顧客の意向・ニーズや、それを踏まえたモノ・サービスの作り方、売り方、稼ぎ方などはどの業界でも変わってきており、業界や国の垣根も低くなりつつあります。複数の業界をまたいだ知見や、東南アジア全体の俯瞰から、ベトナムの未来を見通すことが求められていると感じます。
そのベトナムの特徴として他国と顕著に違うのは、ハノイとホーチミン市という2つの巨大マーケットがあることです。例えば周辺国への市場参入を考える場合、一般的には首都圏から考えると思いますが、ベトナムの場合は最大の商圏であるホーチミン市と、2番目の市場規模を持ち首都でもあるハノイの2都市があります。
2都市は距離が離れていて、南北で文化も異なる。個人的には面白い環境だと思いますが、コンサルタントとしては他国と比較して考えるべき要素が他国より多く、悩ましいです(笑)。
新規市場参入の場合、ハノイとホーチミン市のどちらかを事業スタートの起点と決めることは多いです。一般消費者向け商品ならホーチミン市から始めるなどですね。
―― 最近感じる変化はありますか?
吉田 今後5~10年の間に予想されるベトナムの大きな変化に先んじて、お客様が変わっていくお手伝いをしたいと思っています。ベトナムの1人当たりGDPが10年後に2倍以上になり、現在のタイの数字を超えると推測されます。これは新型コロナの影響を加味した数字であり、新型コロナ前の試算では3倍近い成長が見込まれていました。

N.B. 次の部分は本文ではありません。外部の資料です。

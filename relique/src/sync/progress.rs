//! Live progress of a running rsync process.
//!
//! With `--progress` rsync rewrites a status line (separated by `\r`) for
//! every file. The most recent line carrying a `to-chk` counter tells how many
//! entries of the file list remain to be checked.

use regex::Regex;
use std::io::SeekFrom;
use std::path::Path;
use std::sync::LazyLock;
use tokio::io::{AsyncReadExt, AsyncSeekExt};

static RE_PROGRESS: LazyLock<Regex> = LazyLock::new(|| {
    Regex::new(r"([\d,.]+)([kMG]B)/s.*\(xfr#\d+, (?:to|ir)-chk=(\d+)/(\d+)\)").unwrap()
});

/// How much of the log is inspected when looking for the latest status line.
const TAIL_BYTES: u64 = 16 * 1024;

#[derive(Debug, Clone, PartialEq)]
pub struct SyncProgress {
    /// Entries already checked
    pub current: u64,

    /// Entries in the file list known so far
    pub total: u64,

    pub remaining: u64,

    /// Percentage complete (0-100)
    pub percent: f64,

    /// Speed of the current file, in kB/s
    pub speed_kbps: f64,
}

impl SyncProgress {
    /// Latest progress line in `output`, if any.
    pub fn parse(output: &str) -> Option<Self> {
        output
            .split(['\r', '\n'])
            .rev()
            .find_map(|line| RE_PROGRESS.captures(line))
            .map(|caps| {
                let speed: f64 = caps[1].replace(',', "").parse().unwrap_or(0.0);
                let speed_kbps = match &caps[2] {
                    "MB" => speed * 1024.0,
                    "GB" => speed * 1024.0 * 1024.0,
                    _ => speed,
                };
                let remaining: u64 = caps[3].parse().unwrap_or(0);
                let total: u64 = caps[4].parse().unwrap_or(0);
                let current = total.saturating_sub(remaining);
                let percent = if total > 0 {
                    (current as f64 / total as f64) * 100.0
                } else {
                    0.0
                };

                SyncProgress {
                    current,
                    total,
                    remaining,
                    percent,
                    speed_kbps,
                }
            })
    }

    /// Read the tail of a log that rsync may still be writing to.
    pub async fn from_log_tail(path: &Path) -> std::io::Result<Option<Self>> {
        let mut file = tokio::fs::File::open(path).await?;
        let len = file.metadata().await?.len();
        if len > TAIL_BYTES {
            file.seek(SeekFrom::Start(len - TAIL_BYTES)).await?;
        }

        let mut buf = Vec::with_capacity(TAIL_BYTES.min(len) as usize);
        file.read_to_end(&mut buf).await?;
        Ok(SyncProgress::parse(&String::from_utf8_lossy(&buf)))
    }
}

/// Format bytes as human-readable string
pub fn format_bytes(bytes: u64) -> String {
    const UNITS: &[&str] = &["B", "KB", "MB", "GB", "TB"];
    let mut size = bytes as f64;
    let mut unit_index = 0;

    while size >= 1024.0 && unit_index < UNITS.len() - 1 {
        size /= 1024.0;
        unit_index += 1;
    }

    format!("{:.2} {}", size, UNITS[unit_index])
}

#[cfg(test)]
mod tests {
    use super::*;
    use tempfile::TempDir;

    const LOG: &str = "sending incremental file list\n\
srv/data/a.bin\n\
\r     32,768   3%    1.20MB/s    0:00:01\r  1,048,576 100%  512.00kB/s    0:00:02 (xfr#1, to-chk=8/10)\n\
srv/data/b.bin\n\
\r     65,536  50%  256.00kB/s    0:00:00 (xfr#2, ir-chk=5/20)\n\
srv/data/c.bin\n";

    #[test]
    fn test_parse_uses_last_matching_line() {
        let progress = SyncProgress::parse(LOG).unwrap();
        assert_eq!(progress.total, 20);
        assert_eq!(progress.remaining, 5);
        assert_eq!(progress.current, 15);
        assert!((progress.percent - 75.0).abs() < 0.01);
        assert!((progress.speed_kbps - 256.0).abs() < 0.01);
    }

    #[test]
    fn test_parse_megabytes() {
        let progress =
            SyncProgress::parse("  10,000 100%    2.00MB/s    0:00:00 (xfr#3, to-chk=0/4)").unwrap();
        assert_eq!(progress.current, 4);
        assert!((progress.percent - 100.0).abs() < 0.01);
        assert!((progress.speed_kbps - 2048.0).abs() < 0.01);
    }

    #[test]
    fn test_parse_without_progress() {
        assert_eq!(SyncProgress::parse("sending incremental file list\n"), None);
        assert_eq!(SyncProgress::parse(""), None);
    }

    #[tokio::test]
    async fn test_from_log_tail() -> std::io::Result<()> {
        let dir = TempDir::new()?;
        let path = dir.path().join("rsync.log");

        let mut content = "x\n".repeat(20_000);
        content.push_str("  1,024 100%  100.00kB/s    0:00:00 (xfr#9, to-chk=1/2)\n");
        std::fs::write(&path, content)?;

        let progress = SyncProgress::from_log_tail(&path).await?.unwrap();
        assert_eq!(progress.current, 1);
        assert_eq!(progress.total, 2);
        Ok(())
    }

    #[test]
    fn test_format_bytes() {
        assert_eq!(format_bytes(0), "0.00 B");
        assert_eq!(format_bytes(1023), "1023.00 B");
        assert_eq!(format_bytes(1024), "1.00 KB");
        assert_eq!(format_bytes(1024 * 1024 * 1024), "1.00 GB");
    }
}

これを単純に踏まえると、ベトナムの企業は今後付加価値を平均で2倍以上に上げる必要がありますし、賃金水準も当然上昇します。今後投資をする企業はこうした前提を認識した上で戦略を考え、パートナーを探す必要があります。
1人当たりGDPが2倍以上になり、連動して賃金水準も相応に上昇すると、安価な労働力による軽工業や組立て加工を中心とする、生産拠点としてのベトナムの優位性は低くなると予想されます。同時に優秀な人材の確保も難しくなるので、ベトナム拠点の位置付けから考え直すことになります。
他国でも多かれ少なかれ変化が進む中で、東南アジア全体の戦略の再考も必要になりますし、それを踏まえてベトナムにおける事業の位置付け・役割を設定し直すことが必要となると思います。戦略以外への影響も大きく、例えばサプライチェーン、顧客接点、管理部門の業務、人事制度、インフラなども変わっていくでしょう。
ベトナム拠点の位置付けの見直しは、往々にして現地法人のトップだけで決め切れることではありません。一方で、ベトナムにいるからこそ感じられる変化があるはずです。このような未来に向けての議論・意思決定を、本体や地域統括会社と進めることが重要です。
このような中で、ベトナム市場と日系企業の文化・意思決定の進め方を熟知している我々だからこそ、お手伝いできることが多いのではないかと思っています。